Material shown: Begin
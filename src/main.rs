//! vpnblock: block and unblock VPN clients.
//!
//! This is the main entry point for the `vpnblock` CLI. It parses arguments,
//! resolves configuration, starts logging, dispatches to the appropriate
//! command handler, and handles errors with proper exit codes.

mod cli;
mod commands;
pub mod acl;
pub mod blocker;
pub mod config;
pub mod error;
pub mod exit_codes;
pub mod fs;
pub mod locks;
pub mod logging;
pub mod session;
pub mod store;

use cli::Cli;
use std::process::ExitCode;

fn main() -> ExitCode {
    let cli = Cli::parse_args();

    let config = match commands::load_config(&cli) {
        Ok(config) => config,
        Err(err) => {
            eprintln!("Error: {}", err);
            return ExitCode::from(err.exit_code() as u8);
        }
    };

    // Held until exit so buffered file output is flushed.
    let _logger = match logging::init_logging(&config.log_level, config.log_file.as_deref()) {
        Ok(handle) => Some(handle),
        Err(e) => {
            eprintln!("Warning: logging disabled: {}", e);
            None
        }
    };

    match commands::dispatch(cli.command, &config) {
        Ok(()) => ExitCode::from(exit_codes::SUCCESS as u8),
        Err(err) => {
            log::debug!("command failed: {:?}", err);
            eprintln!("Error: {}", err);
            ExitCode::from(err.exit_code() as u8)
        }
    }
}
//! Turning stack addresses into [`CallerInfo`] records.
//!
//! Skip depths are counted from the walker's capture primitive: `0` is the capture
//! primitive itself, `1` is the resolver method that was called, `2` is whoever called
//! that method, and so on up the stack.


use crate::{
    walk::{Host, StackWalker},
    Addr, CallerInfo, Error, Result,
};

/// Skip depth used by [`StackResolver::current_caller_name`]: the capture primitive,
/// `resolve_single_frame`, `current_caller_name` itself, then its caller.
pub const CALLER_SKIP: usize = 3;

/// Where unknown files are reported to be.
const UNKNOWN_FILE: &str = "?";

/// Resolves frames of the stack that `W` walks into [`CallerInfo`] records.
#[derive(Debug, Clone, Copy, Default)]
pub struct StackResolver<W = Host> {
    walker: W,
}

impl StackResolver<Host> {
    /// A resolver for the stack of the current process.
    pub const fn host() -> Self {
        Self { walker: Host }
    }
}

impl<W: StackWalker> StackResolver<W> {
    pub const fn new(walker: W) -> Self {
        Self { walker }
    }

    pub fn walker(&self) -> &W {
        &self.walker
    }

    /// Resolves the frame `skip_frames` up the stack.
    #[inline(never)]
    pub fn resolve_single_frame(&self, skip_frames: usize) -> Result<CallerInfo> {
        let mut buf = [0usize; 1];
        let n = self.walker.capture(skip_frames, &mut buf);
        if n == 0 {
            return Err(Error::NoFramesFound { skip: skip_frames });
        }

        self.resolve_address(Addr(buf[0]))
    }

    /// Resolves up to `max_frames` frames starting `skip_frames` up the stack, innermost
    /// first. A stack shorter than `max_frames` is fine, an address that cannot be resolved
    /// is not: the whole call fails with [`Error::NoCallerInfoFound`].
    #[inline(never)]
    pub fn resolve_frame_sequence(
        &self,
        skip_frames: usize,
        max_frames: usize,
    ) -> Result<Vec<CallerInfo>> {
        if max_frames == 0 {
            return Err(Error::InvalidMaxFrames);
        }

        let mut buf = vec![0usize; max_frames];
        let n = self.walker.capture(skip_frames, &mut buf);
        if n == 0 {
            return Err(Error::NoFramesFound { skip: skip_frames });
        }
        trace!(skip_frames, max_frames, captured = n, "resolving frame sequence");

        buf[..n]
            .iter()
            .map(|&addr| self.resolve_address(Addr(addr)))
            .collect()
    }

    /// The bare name of the function that called this one, or an empty string if it cannot
    /// be found out.
    #[inline(never)]
    pub fn current_caller_name(&self) -> String {
        match self.resolve_single_frame(CALLER_SKIP) {
            Ok(info) => info.function().to_owned(),
            Err(err) => {
                debug!(%err, "failed to resolve the current caller");
                String::new()
            }
        }
    }

    fn resolve_address(&self, addr: Addr) -> Result<CallerInfo> {
        let pc = if W::RETURNS_CALL_SITES {
            addr
        } else {
            addr.call_site()
        };

        let symbol = self
            .walker
            .symbol(pc)
            .filter(|symbol| !symbol.name.is_empty())
            .ok_or_else(|| Error::no_caller_info(addr))?;

        let (file, line) = match self.walker.location(pc) {
            Some(location) => (location.file, location.line),
            None => (UNKNOWN_FILE.to_owned(), 0),
        };

        let info = CallerInfo::new(&symbol.name, file, line, symbol.entry);
        trace!(%addr, %pc, info = %info.debug_label(), "resolved frame");
        Ok(info)
    }
}
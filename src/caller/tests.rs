use proptest::prelude::*;

use super::{split_qualified_name, CallerInfo};
use crate::Addr;

fn info(name: &str, file: &str, line: u32) -> CallerInfo {
    CallerInfo::new(name, file, line, Addr(0x5000))
}

#[test]
fn splits_on_the_last_separator() {
    assert_eq!(split_qualified_name("a::b::c"), ("a::b", "c"));
    assert_eq!(split_qualified_name("a::b"), ("a", "b"));
    assert_eq!(split_qualified_name("main"), ("", "main"));
    assert_eq!(split_qualified_name(""), ("", ""));
}

#[test]
fn leading_separator_is_kept_in_the_function() {
    assert_eq!(split_qualified_name("::f"), ("", "::f"));
    assert_eq!(split_qualified_name("::"), ("", "::"));

    let info = info("::f", "lib.rs", 1);
    assert_eq!(info.package(), "");
    assert_eq!(info.qualified_name(), "::f");
}

#[test]
fn separators_inside_generics_are_not_split() {
    assert_eq!(
        split_qualified_name("<my_app::Conn as core::fmt::Debug>::fmt"),
        ("<my_app::Conn as core::fmt::Debug>", "fmt")
    );
    assert_eq!(
        split_qualified_name("my_app::Pool<alloc::string::String>::get"),
        ("my_app::Pool<alloc::string::String>", "get")
    );
    assert_eq!(
        split_qualified_name("<fn() -> core::option::Option<u8> as my_app::Run>::run"),
        ("<fn() -> core::option::Option<u8> as my_app::Run>", "run")
    );
}

#[test]
fn closures_keep_their_marker_as_function_name() {
    let info = info("my_app::worker::spawn::{{closure}}", "src/worker.rs", 9);
    assert_eq!(info.package(), "my_app::worker::spawn");
    assert_eq!(info.function(), "{{closure}}");
}

#[test]
fn package_base_name() {
    assert_eq!(info("main", "main.rs", 1).package_base_name(), "");
    assert_eq!(info("my_app::main", "main.rs", 1).package_base_name(), "my_app");
    assert_eq!(
        info("my_app::net::tcp::connect", "tcp.rs", 1).package_base_name(),
        "tcp"
    );
    assert_eq!(
        info("<my_app::Conn as core::fmt::Debug>::fmt", "conn.rs", 1).package_base_name(),
        "<my_app::Conn as core::fmt::Debug>"
    );
}

#[test]
fn file_base_name() {
    assert_eq!(info("f", "net.rs", 1).file_base_name(), "net.rs");
    assert_eq!(info("f", "src/net.rs", 1).file_base_name(), "net.rs");
    assert_eq!(
        info("f", "/home/user/my_app/src/net/tcp.rs", 1).file_base_name(),
        "tcp.rs"
    );
    assert_eq!(info("f", "?", 0).file_base_name(), "?");
}

#[test]
fn short_label() {
    let info = info("my_app::net::tcp::connect", "src/net/tcp.rs", 42);
    assert_eq!(info.short_label(), "tcp.connect");
    assert_eq!(info.to_string(), "tcp.connect");

    assert_eq!(
        CallerInfo::new("main", "main.rs", 3, Addr::NULL).short_label(),
        ".main"
    );
}

#[test]
fn debug_label() {
    let info = info("my_app::net::tcp::connect", "src/net/tcp.rs", 42);
    assert_eq!(info.debug_label(), "src/net/tcp.rs:42->tcp.connect");
}

#[test]
fn accessors() {
    let info = info("my_app::net::connect", "src/net.rs", 7);
    assert_eq!(info.entry(), Addr(0x5000));
    assert_eq!(info.line(), 7);
    assert_eq!(info.package(), "my_app::net");
    assert_eq!(info.function(), "connect");
    assert_eq!(info.file(), "src/net.rs");
    assert_eq!(info.qualified_name(), "my_app::net::connect");
}

proptest! {
    #[test]
    fn qualified_name_is_restored(segments in prop::collection::vec("[a-z_][a-z0-9_]{0,8}", 1..6)) {
        let name = segments.join("::");
        let info = info(&name, "lib.rs", 1);

        prop_assert_eq!(info.qualified_name(), name);
        prop_assert_eq!(info.function(), segments.last().unwrap().as_str());
        prop_assert_eq!(info.package_base_name(), if segments.len() > 1 {
            segments[segments.len() - 2].as_str()
        } else {
            ""
        });
    }
}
Material shown: End
Action item →
When you repeat the lines, start with the first line of the material and end with the line that contains "output is flushed.", keeping both and reproducing each exactly, with nothing added.

Written answer →
filename src/main.rs
//! vpnblock: block and unblock VPN clients.
//!
//! This is the main entry point for the `vpnblock` CLI. It parses arguments,
//! resolves configuration, starts logging, dispatches to the appropriate
//! command handler, and handles errors with proper exit codes.

mod cli;
mod commands;
pub mod acl;
pub mod blocker;
pub mod config;
pub mod error;
pub mod exit_codes;
pub mod fs;
pub mod locks;
pub mod logging;
pub mod session;
pub mod store;

use cli::Cli;
use std::process::ExitCode;

fn main() -> ExitCode {
    let cli = Cli::parse_args();

    let config = match commands::load_config(&cli) {
        Ok(config) => config,
        Err(err) => {
            eprintln!("Error: {}", err);
            return ExitCode::from(err.exit_code() as u8);
        }
    };

    // Held until exit so buffered file output is flushed.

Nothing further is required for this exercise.